Neurologic exam is more reliable with SBP ≥100 mmHg or MAP ≥65 mmHg.
One consistent neurologic and brainstem exam along with a consistent apnea test should be sufficient to pronounce brain death (must follow local laws).
In cases where parts of the brain death determination process are unable to be performed, an ancillary test may be obtained in order to establish the diagnosis.
Laboratory diagnosis of brain death
List of diagnostic tests
EEG: used in the first brain death declarations. EEGs are affected by medication and metabolic derangements that may be reversible. No electrical activity during at least 30 minutes of recording is consistent with the diagnosis of brain death.
CTA: no intracerebral filling past the level of the circle of Willis while the external carotid circulation is patent and fills is consistent with the diagnosis of brain death.
MRA: no intracerebral filling past the level of the circle of Willis while the external carotid circulation is patent and filling is consistent with the diagnosis of brain death.
Catheter‐based cerebral angiography: this is the traditional gold standard test. No intracerebral filling past the level of the circle of Willis while the external carotid circulation is patent and fills is consistent with the diagnosis of brain death. Absence of intracranial filling requires an ICP higher than the MAP.
Nuclear medicine cerebral blood flow test: demonstration of no perfusion to the brain (‘light bulb’ sign) is consistent with the diagnosis of brain death.
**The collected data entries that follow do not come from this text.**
pub mod alert;
pub mod notify;
pub mod purge;
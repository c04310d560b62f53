pub mod jobs;
pub mod push;
pub mod telegram;
use axum::{
    body::Body,
    http::{HeaderName, HeaderValue, Request},
    middleware::Next,
    response::Response,
};
use nanoid::nanoid;
use tracing::Instrument;

use crate::state::RequestId;

pub static REQUEST_ID_HEADER: HeaderName = HeaderName::from_static("x-request-id");

/// Tag every request with a random id, echoed back in `X-Request-Id` and
/// attached to the request's log span. Nothing about the client goes in it.
pub async fn request_id(mut req: Request<Body>, next: Next) -> Response {
    let id = new_request_id();
    req.extensions_mut().insert(RequestId(id.clone()));

    let span = tracing::info_span!("request", request_id = %id, method = %req.method(), path = %req.uri().path());
    let mut resp = next.run(req).instrument(span).await;
    if let Ok(value) = HeaderValue::from_str(&id) {
        resp.headers_mut().insert(REQUEST_ID_HEADER.clone(), value);
    }
    resp
}

fn new_request_id() -> String {
    format!("req_{}", nanoid!(16))
}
Transcranial Doppler: safe, non‐invasive, and portable but requires a skilled operator. Systolic peaks with no diastolic flow leading to an oscillating or reverberating flow pattern is necessary for an exam to be consistent with the diagnosis of brain death.
Potential pitfalls/common errors made regarding diagnosis of brain death
Certain lower motor neuron motor movements are still consistent with the diagnosis of brain death, including the following:
Transient bilateral finger tremor.
Repetitive leg movements.
Cyclical constriction and dilation in light‐fixed pupils.